1900 book by Charles Maurras

Enquête sur la monarchie (Inquiry into the Monarchy) is a book by the French politician Charles Maurras, journalist at the Revue d'Action française then director of L'Action française, first published in 1900 in the Gazette de France. Enquête sur la monarchie is the starting point for a renewal of the royalist movement in France. A revival based on the development of a new doctrine "which replaces the old parliamentary and conservative royalism with a conception of monarchy that aims to be traditional and nationalist", and the symmetrical development of the Action française born in 1899.

== Presentation ==

=== Composition ===
The first two editions were published in the Gazette de France in 1900.

The first book, entitled "Chez nos exilés", relates the interviews conducted by Maurras with André Buffet, head of the political office of the Duke of Orléans and Count Eugène de Lur-Saluces, president of the royalist committees of the South-West.

The second book, entitled "Les réponses", compiles the letters received from well-known and unknown personalities following the publication of the previous book, to which Charles Maurras responds.
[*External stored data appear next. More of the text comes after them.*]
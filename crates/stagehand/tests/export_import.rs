//! End-to-end export/import against the emulator: full backup under packet
//! loss, capture-equality on re-import, and cancellation.

use std::sync::Arc;
use std::time::Duration;

use tokio_util::sync::CancellationToken;

use stagehand::bus::EventBus;
use stagehand::export::{self, ExportError, ExportMeta};
use stagehand::import::{self, ImportOptions};
use x32osc::mock::{self, MockConsole, MockHandle};
use x32osc::{Broadcast, SessionConfig, SweepPolicy, X32Session};

async fn start(console: MockConsole) -> (MockHandle, Arc<X32Session>, EventBus) {
    let mock = mock::spawn(console).await.unwrap();
    let bus = EventBus::new();
    let config = SessionConfig::new("export-test", "127.0.0.1").with_port(mock.addr.port());
    let session = X32Session::connect(config, bus.sender()).await.unwrap();
    session
        .identity_query(Duration::from_secs(1))
        .await
        .unwrap();
    (mock, session, bus)
}

fn fast_policy() -> SweepPolicy {
    SweepPolicy::default()
        .with_timeout(Duration::from_millis(120))
        .with_attempts(3)
        .with_window(8)
        .with_gap(Duration::ZERO)
        .with_progress_every(100)
}

#[tokio::test]
async fn full_backup_survives_reply_loss() {
    // Roughly 3% uniform reply loss.
    let (_mock, session, bus) = start(MockConsole::new().with_drop_modulus(33)).await;
    let mut events = bus.subscribe();

    let outcome = export::export_console_backup(
        &session,
        &bus,
        ExportMeta::new("Saturday Night", "main rig"),
        fast_policy(),
        &CancellationToken::new(),
    )
    .await
    .unwrap();

    let manifest_len = showfile::Manifest::full_backup().len();
    assert_eq!(outcome.summary.parameter_count, manifest_len);
    // Three attempts against 3% loss leaves at most a few parts per
    // thousand unanswered.
    assert!(
        outcome.summary.error_count <= manifest_len / 200,
        "error_count {} too high",
        outcome.summary.error_count
    );

    let (header, records) = showfile::read(&outcome.text).unwrap();
    assert_eq!(header.firmware, "4.08");
    assert_eq!(header.name, "Saturday Night");
    assert_eq!(records.len(), manifest_len);

    // Progress events flowed with section labels.
    let mut saw_progress = false;
    while let Ok(event) = events.try_recv() {
        if let Broadcast::ExportProgress { total, section, .. } = event {
            assert_eq!(total, manifest_len);
            assert!(!section.is_empty());
            saw_progress = true;
        }
    }
    assert!(saw_progress, "no export progress events were published");
}

#[tokio::test]
async fn reimport_replays_exported_values_verbatim() {
    let (_mock, session, bus) = start(MockConsole::new()).await;

    let outcome = export::export_scene(
        &session,
        &bus,
        ExportMeta::new("Transfer", ""),
        fast_policy(),
        &CancellationToken::new(),
    )
    .await
    .unwrap();
    assert_eq!(outcome.summary.error_count, 0);
    let (_, records) = showfile::read(&outcome.text).unwrap();

    // Push the file into a second, fresh console and capture the writes.
    let (target_mock, target_session, target_bus) = start(MockConsole::new()).await;
    let options = ImportOptions {
        send_gap: Duration::ZERO,
        ..ImportOptions::default()
    };
    let report = import::import_scene(
        &target_session,
        &target_bus,
        &outcome.text,
        &options,
        &CancellationToken::new(),
    )
    .await
    .unwrap();

    assert_eq!(report.parameter_count, records.len());
    assert_eq!(report.error_count, 0);
    assert!(!report.uncertain);

    let captured = target_mock.captured().await;
    assert_eq!(captured.len(), records.len());
    for (sent, record) in captured.iter().zip(&records) {
        assert_eq!(sent.address, record.address);
        assert_eq!(sent.args, record.values);
    }
}

#[tokio::test]
async fn canceling_an_export_returns_partial_progress() {
    let (mock, session, bus) = start(MockConsole::new()).await;
    mock.set_reply_delay(Duration::from_millis(10)).await;

    let policy = SweepPolicy::default()
        .with_timeout(Duration::from_millis(500))
        .with_gap(Duration::ZERO);
    let cancel = CancellationToken::new();
    let canceller = cancel.clone();
    tokio::spawn(async move {
        tokio::time::sleep(Duration::from_millis(200)).await;
        canceller.cancel();
    });

    let err = export::export_scene(
        &session,
        &bus,
        ExportMeta::new("Aborted", ""),
        policy,
        &cancel,
    )
    .await
    .unwrap_err();

    match err {
        ExportError::Canceled { completed, total } => {
            assert_eq!(total, showfile::Manifest::scene().len());
            // ~10 ms per serial request and a 200 ms budget: around 20
            // entries, generously bounded.
            assert!(completed >= 5 && completed <= 80, "completed {}", completed);
        }
        other => panic!("expected Canceled, got {:?}", other),
    }
}

#[tokio::test]
async fn firmware_mismatch_warns_but_proceeds() {
    let (_mock, session, bus) = start(MockConsole::new()).await;
    let mut events = bus.subscribe();

    let header = showfile::SceneHeader::new("3.11", "Old Desk", "");
    let records = vec![showfile::SceneRecord::new(
        "/ch/01/mix/on",
        vec![x32osc::OscValue::Int(1)],
    )];
    let text = showfile::write(&header, &records);

    let options = ImportOptions {
        send_gap: Duration::ZERO,
        ..ImportOptions::default()
    };
    let report = import::import_scene(
        &session,
        &bus,
        &text,
        &options,
        &CancellationToken::new(),
    )
    .await
    .unwrap();
    assert_eq!(report.parameter_count, 1);

    let mut warned = false;
    while let Ok(event) = events.try_recv() {
        if let Broadcast::Error { message, warning } = event {
            if message.contains("firmware") {
                assert!(warning);
                warned = true;
            }
        }
    }
    assert!(warned, "no firmware warning was published");
}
The third book titled "Jules Lemaître et son ami", dated 1903, brings together 7 articles written by the eponymous French playwright and critic. These texts are followed in the appendix by a rallying letter from Octave Tauxier and an unpublished manuscript "Dictateur et roi". This journalistic work was brought together in a single volume in 1909. In 1925, the new edition included a "Discours préliminaire" which clarified certain elements.

Guillaume Bacot, former director of the French Review of the History of Political Ideas, sees in it a "rather disparate, not to say frankly disordered" set but still discerns a guideline: the restoration of the monarchy.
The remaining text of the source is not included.